[Dataset excerpts]
--------------------
//! Value model shared by the expression and transform engines
//!
//! Defines the scalar `Value` sum type with its missing-value sentinel,
//! and the ordered `Row`/`Table` containers that pipelines operate on.

mod table;
mod value;

pub use table::{Row, Table};
pub use value::Value;
//! Structured JSON event logging
//!
//! One log line per event, written synchronously with no buffering.
//! Field ordering is deterministic: `event` first, then `severity`, then
//! the remaining fields alphabetically, so log output diffs cleanly.

use std::fmt;
use std::io::{self, Write};

/// Log severity levels.
#[derive(Debug, Clone, Copy, PartialEq, Eq, PartialOrd, Ord)]
pub enum Severity {
    /// Debug-level detail
    Trace,
    /// Normal operations
    Info,
    /// Recoverable issues
    Warn,
    /// Operation failures
    Error,
}

impl Severity {
    /// Returns the string representation
    pub fn as_str(&self) -> &'static str {
        match self {
            Severity::Trace => "TRACE",
            Severity::Info => "INFO",
            Severity::Warn => "WARN",
            Severity::Error => "ERROR",
        }
    }
}

impl fmt::Display for Severity {
    fn fmt(&self, f: &mut fmt::Formatter<'_>) -> fmt::Result {
        write!(f, "{}", self.as_str())
    }
}

/// Synchronous structured logger.
pub struct Logger;

impl Logger {
    /// Logs an event with string fields to stdout.
    pub fn log(severity: Severity, event: &str, fields: &[(&str, &str)]) {
        let _ = Self::write_line(severity, event, fields, &mut io::stdout());
    }

    /// Logs an event to stderr; used for run failures.
    pub fn log_stderr(severity: Severity, event: &str, fields: &[(&str, &str)]) {
        let _ = Self::write_line(severity, event, fields, &mut io::stderr());
    }

    fn write_line<W: Write>(
        severity: Severity,
        event: &str,
        fields: &[(&str, &str)],
        writer: &mut W,
    ) -> io::Result<()> {
        let mut line = String::with_capacity(128);
        line.push_str("{\"event\":\"");
        escape_into(&mut line, event);
        line.push_str("\",\"severity\":\"");
        line.push_str(severity.as_str());
        line.push('"');

        let mut sorted: Vec<_> = fields.iter().collect();
        sorted.sort_by_key(|(key, _)| *key);
        for (key, value) in sorted {
            line.push_str(",\"");
            escape_into(&mut line, key);
            line.push_str("\":\"");
            escape_into(&mut line, value);
            line.push('"');
        }
        line.push('}');
        line.push('\n');
        writer.write_all(line.as_bytes())
    }
}

fn escape_into(out: &mut String, raw: &str) {
    for c in raw.chars() {
        match c {
            '"' => out.push_str("\\\""),
            '\\' => out.push_str("\\\\"),
            '\n' => out.push_str("\\n"),
            '\r' => out.push_str("\\r"),
            '\t' => out.push_str("\\t"),
            c if (c as u32) < 0x20 => {
                out.push_str(&format!("\\u{:04x}", c as u32));
            }
            c => out.push(c),
        }
    }
}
--------------------
-- Task directions --
Gather from the entries above all lines that include the string "stdout".

-- Answer --
    /// Logs an event with string fields to stdout.
        let _ = Self::write_line(severity, event, fields, &mut io::stdout());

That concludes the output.